Study characteristics and results across studies
All studies included a measure of upper extremity volume, but only five included independent measures of pain. Effect sizes for individual studies were calculated, where authors presented sufficient data specifically reflecting the results of LLLT within a single treatment cohort or between treatment groups (Table 3). If studies did not report effect sizes or provide data to calculate them, attempts were made to contact study investigators to obtain data. If data were not available, the studies were not included in meta-analysis for that outcome. Effect sizes were calculated for one assessment period only (for outcomes assessed between 0 and 4 weeks of conclusion of the intervention). An overview of study parameters and conclusions for all nine studies is presented in Table 4.
Synthesis of results
Limb volume
The within-group pooled effect size for changes in UE volume post-LLLT treatment was calculated using data from six studies (Fig. 2) [18, 24–26]. Statistical heterogeneity, as represented by a Q-statistic of 2.77 (p = 0.73), was not statistically significant. Cohen’s d within-group pooled effect size, calculated using the fixed effect model, was statistically significant for a moderate reduction in volume post-treatment (d = −0.52, 95 % CI = −0.78, −0.25). When converted back to clinical units, this effect size equates to a reduction in arm volume of 75.7 ml.
The between-groups pooled effect size for differences in volume between groups, after treatment, was calculated using data from four studies (Fig. 3) [6, 25, 26]. Statistical heterogeneity was non-significant, Q = 2.71 (p = 0.44), and a moderate, statistically significant pooled effect size was calculated using the fixed effect model (d = −0.62; CI = −0.97, −0.28). When converted back to clinical units, this effect size is equivalent to a 90.9-ml greater reduction in arm volume with treatment including LLLT than with treatment not including LLLT.
Pain
Three studies reporting pain outcome data measured by the visual analog scale (VAS) were included in within-group meta-analysis [18, 24, 25]. The outcomes reported were statistically homogeneous, Q = 1.4 (p = 0.49). Meta-analysis using a fixed effect model revealed a statistically significant, moderate pooled effect size of LLLT on pain reduction (d = −0.62; CI = −1.06, −0.19; Fig. 4). This represents a clinical reduction in pain of 13.5 mm on the 0–100 mm VAS.

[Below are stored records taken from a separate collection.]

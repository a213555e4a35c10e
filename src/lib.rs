//! # subcast
//!
//! `subcast` is an in-memory, topic-based publish/subscribe broker spoken
//! over raw TCP with a compact binary framing. Clients subscribe to 16-bit
//! topics, publish payloads to them and keep idle connections alive with
//! PING. Payloads carrying a transform prefix are run through a pool of
//! worker threads before being published.
//!
//! ## Core Modules
//!
//! - `protocol`: wire format encoding and the incremental frame decoder.
//! - `broker`: the subscription registry and the `Broker` that wires decoded messages into it.
//! - `worker`: CPU-bound payload transforms and the round-robin worker pool that runs them.
//! - `client`: the per-connection handle and an interactive console client.
//! - `config`: loading and merging server configuration.
//! - `transport`: the TCP accept loop and per-connection lifecycle.
//! - `utils`: error types and logging.

pub mod broker;
pub mod client;
pub mod config;
pub mod protocol;
pub mod transport;
pub mod utils;
pub mod worker;
mod settings;

use crate::config::settings::PartialSettings;
use config::{Config, ConfigError, Environment, File};

pub use settings::{BrokerSettings, LoggingSettings, ServerSettings, Settings};

/// Prefix of environment variables read as configuration, e.g.
/// `SUBCAST__SERVER__PORT=9000`.
pub const ENV_PREFIX: &str = "SUBCAST";

/// Loads the configuration from the default file and environment variables
/// Merges the configuration with default values
/// Returns a `Settings` struct containing the server, broker and logging configurations
pub fn load_config() -> Result<Settings, ConfigError> {
    let builder = Config::builder()
        .add_source(File::with_name("config/default").required(false))
        .add_source(
            Environment::with_prefix(ENV_PREFIX)
                .prefix_separator("__")
                .separator("__")
                .try_parsing(true),
        );

    let config = builder.build()?;

    // Try to deserialize what is available
    let partial: PartialSettings = config.try_deserialize()?;

    Ok(Settings::merge(partial))
}

#[cfg(test)]
mod tests;
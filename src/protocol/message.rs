//! Message definitions for the wire protocol
//!
//! A `Message` is one decoded protocol unit. Topics are flat 16-bit
//! identifiers; a topic only "exists" while somebody is subscribed to it.

use std::fmt;

use bytes::Bytes;

use crate::protocol::codec;
use crate::utils::error::ProtocolError;

/// Numeric channel identifier.
pub type Topic = u16;

/// Type byte carried by every non-PING frame.
#[derive(Debug, Clone, Copy, PartialEq, Eq, Hash)]
#[repr(u8)]
pub enum MessageType {
    Pub = 1,
    Sub = 2,
    Unsub = 4,
}

impl MessageType {
    pub fn from_byte(byte: u8) -> Option<Self> {
        match byte {
            1 => Some(Self::Pub),
            2 => Some(Self::Sub),
            4 => Some(Self::Unsub),
            _ => None,
        }
    }

    pub fn as_byte(self) -> u8 {
        self as u8
    }
}

impl fmt::Display for MessageType {
    fn fmt(&self, f: &mut fmt::Formatter<'_>) -> fmt::Result {
        match self {
            MessageType::Pub => write!(f, "pub"),
            MessageType::Sub => write!(f, "sub"),
            MessageType::Unsub => write!(f, "unsub"),
        }
    }
}

/// A decoded protocol message.
///
/// The same shape is used in both directions: clients send `Sub`/`Unsub`
/// requests and the broker echoes them back as acknowledgements; published
/// payloads travel as `Pub` both ways.
#[derive(Debug, Clone, PartialEq, Eq)]
pub enum Message {
    Ping,
    Sub { topic: Topic },
    Unsub { topic: Topic },
    Pub { topic: Topic, payload: Bytes },
}

impl Message {
    /// Build a `Pub` message from anything convertible into `Bytes`.
    pub fn publish(topic: Topic, payload: impl Into<Bytes>) -> Self {
        Message::Pub {
            topic,
            payload: payload.into(),
        }
    }

    /// Serialize into one wire frame, length prefix included.
    pub fn encode(&self) -> Result<Bytes, ProtocolError> {
        match self {
            Message::Ping => Ok(codec::ping_frame()),
            Message::Sub { topic } => Ok(codec::ack_frame(MessageType::Sub, *topic)),
            Message::Unsub { topic } => Ok(codec::ack_frame(MessageType::Unsub, *topic)),
            Message::Pub { topic, payload } => codec::publish_frame(*topic, payload),
        }
    }
}

impl fmt::Display for Message {
    fn fmt(&self, f: &mut fmt::Formatter<'_>) -> fmt::Result {
        match self {
            Message::Ping => write!(f, "ping"),
            Message::Sub { topic } => write!(f, "sub({topic})"),
            Message::Unsub { topic } => write!(f, "unsub({topic})"),
            Message::Pub { topic, payload } => {
                write!(f, "pub({topic}, {:?})", String::from_utf8_lossy(payload))
            }
        }
    }
}
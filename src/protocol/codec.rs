//! Frame encoding
//!
//! Every frame starts with a big-endian `u16` giving the number of bytes that
//! follow. A zero length is a PING. Otherwise a type byte and a big-endian
//! topic follow, and PUB frames carry the payload in the remaining
//! `size - 3` bytes.

use bytes::{BufMut, Bytes, BytesMut};

use crate::protocol::message::{MessageType, Topic};
use crate::utils::error::ProtocolError;

/// Width of the length prefix.
pub const LENGTH_PREFIX_LEN: usize = 2;

/// Type byte plus topic, the smallest body a non-PING frame can declare.
pub const HEADER_LEN: usize = 3;

/// Largest payload a single PUB frame can carry.
pub const MAX_PAYLOAD_LEN: usize = u16::MAX as usize - HEADER_LEN;

static PING: [u8; 2] = [0, 0];

pub fn ping_frame() -> Bytes {
    Bytes::from_static(&PING)
}

/// SUB/UNSUB acknowledgement: `size=3, type, topic`.
pub fn ack_frame(kind: MessageType, topic: Topic) -> Bytes {
    let mut buf = BytesMut::with_capacity(LENGTH_PREFIX_LEN + HEADER_LEN);
    buf.put_u16(HEADER_LEN as u16);
    buf.put_u8(kind.as_byte());
    buf.put_u16(topic);
    buf.freeze()
}

pub fn publish_frame(topic: Topic, payload: &[u8]) -> Result<Bytes, ProtocolError> {
    if payload.len() > MAX_PAYLOAD_LEN {
        return Err(ProtocolError::PayloadTooLarge(payload.len()));
    }
    let size = HEADER_LEN + payload.len();
    let mut buf = BytesMut::with_capacity(LENGTH_PREFIX_LEN + size);
    buf.put_u16(size as u16);
    buf.put_u8(MessageType::Pub.as_byte());
    buf.put_u16(topic);
    buf.put_slice(payload);
    Ok(buf.freeze())
}
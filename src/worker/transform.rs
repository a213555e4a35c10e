//! CPU-bound payload transforms run by the worker pool.

/// A pure payload transformation executed on a worker thread.
pub trait Transform: Send + Sync + 'static {
    /// Short name used in thread names and logs.
    fn name(&self) -> &'static str;

    fn apply(&self, payload: &[u8]) -> Vec<u8>;
}

/// Keeps ASCII letters only, rotates each by 13 within its case, then sorts
/// the result by byte value.
#[derive(Debug, Clone, Copy, Default)]
pub struct Rot13Sort;

impl Transform for Rot13Sort {
    fn name(&self) -> &'static str {
        "rot13sort"
    }

    fn apply(&self, payload: &[u8]) -> Vec<u8> {
        let mut out: Vec<u8> = payload
            .iter()
            .filter_map(|&c| match c {
                b'a'..=b'z' => Some((c - b'a' + 13) % 26 + b'a'),
                b'A'..=b'Z' => Some((c - b'A' + 13) % 26 + b'A'),
                _ => None,
            })
            .collect();
        out.sort_unstable();
        out
    }
}

/// All-to-all checksum: every output byte depends on every input byte.
///
/// For each position `i` the accumulator runs over all `(j, k)` pairs adding
/// `payload[i] * j + payload[k]` modulo 256, and the final value is mapped
/// onto `a..=z`. Cubic in the payload length on purpose.
#[derive(Debug, Clone, Copy, Default)]
pub struct SumAll;

impl Transform for SumAll {
    fn name(&self) -> &'static str {
        "sumall"
    }

    fn apply(&self, payload: &[u8]) -> Vec<u8> {
        let len = payload.len();
        payload
            .iter()
            .map(|&pi| {
                let mut acc: u8 = 0;
                for j in 0..len {
                    let scaled = (u32::from(pi) * j as u32) as u8;
                    for &pk in payload {
                        acc = acc.wrapping_add(scaled).wrapping_add(pk);
                    }
                }
                acc % 26 + b'a'
            })
            .collect()
    }
}
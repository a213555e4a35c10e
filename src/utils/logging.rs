//! Logging setup
//!
//! `RUST_LOG` wins when it holds a valid filter; otherwise the configured
//! `logging.level` is used. Both accept full `EnvFilter` directives such as
//! `subcast=debug,info`, not just a bare level.

use tracing_subscriber::EnvFilter;
use tracing_subscriber::filter::LevelFilter;

/// Install the global fmt subscriber.
///
/// Uses `try_init`, so later calls (tests, embedders that already set a
/// subscriber) are ignored.
pub fn init(default_level: &str) {
    let _ = tracing_subscriber::fmt()
        .with_env_filter(filter(default_level))
        .with_target(false)
        .try_init();
}

pub(crate) fn filter(default_level: &str) -> EnvFilter {
    if let Ok(filter) = EnvFilter::try_from_default_env() {
        return filter;
    }

    EnvFilter::try_new(default_level).unwrap_or_else(|e| {
        eprintln!("invalid log filter {default_level:?} ({e}), using info");
        EnvFilter::default().add_directive(LevelFilter::INFO.into())
    })
}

Data for pain outcomes immediately post-treatment were extracted from two studies [6, 25] and combined to calculate the comparative benefit of LLLT on pain reduction through between-groups pooled effect size statistical analysis. The data were significantly heterogeneous (Q-statistic of 22.60, p = <0.001). Calculation of between-groups, pooled effect size of LLLT on pain reduction using the random effects model revealed a large pooled effect size (d = −1.21) but a wide confidence interval crossing zero (95 % CI = −4.51, 2.10), thus no statistically significant difference in amount of pain reduction after LLLT as compared to other treatments (Fig. 5). The effect size was converted into clinical units to reveal a 21.1-mm larger reduction in pain on the VAS with treatment including LLLT than with treatment not including LLLT.
Harm
Six of the nine studies reported on adverse events or discussed harm [6, 21–24, 27]. Dirican et al. [23] reported development of cellulitis in one participant in the LLLT group. Omar et al. [27] reported cellulitis in one LLLT participant and two participants in the sham laser group. Piller reported a severe injury-related arm infection (unrelated to the study) in one participant who had been enrolled but did not continue the intervention [21]. All other studies reported no adverse events to participants or did not report on harm.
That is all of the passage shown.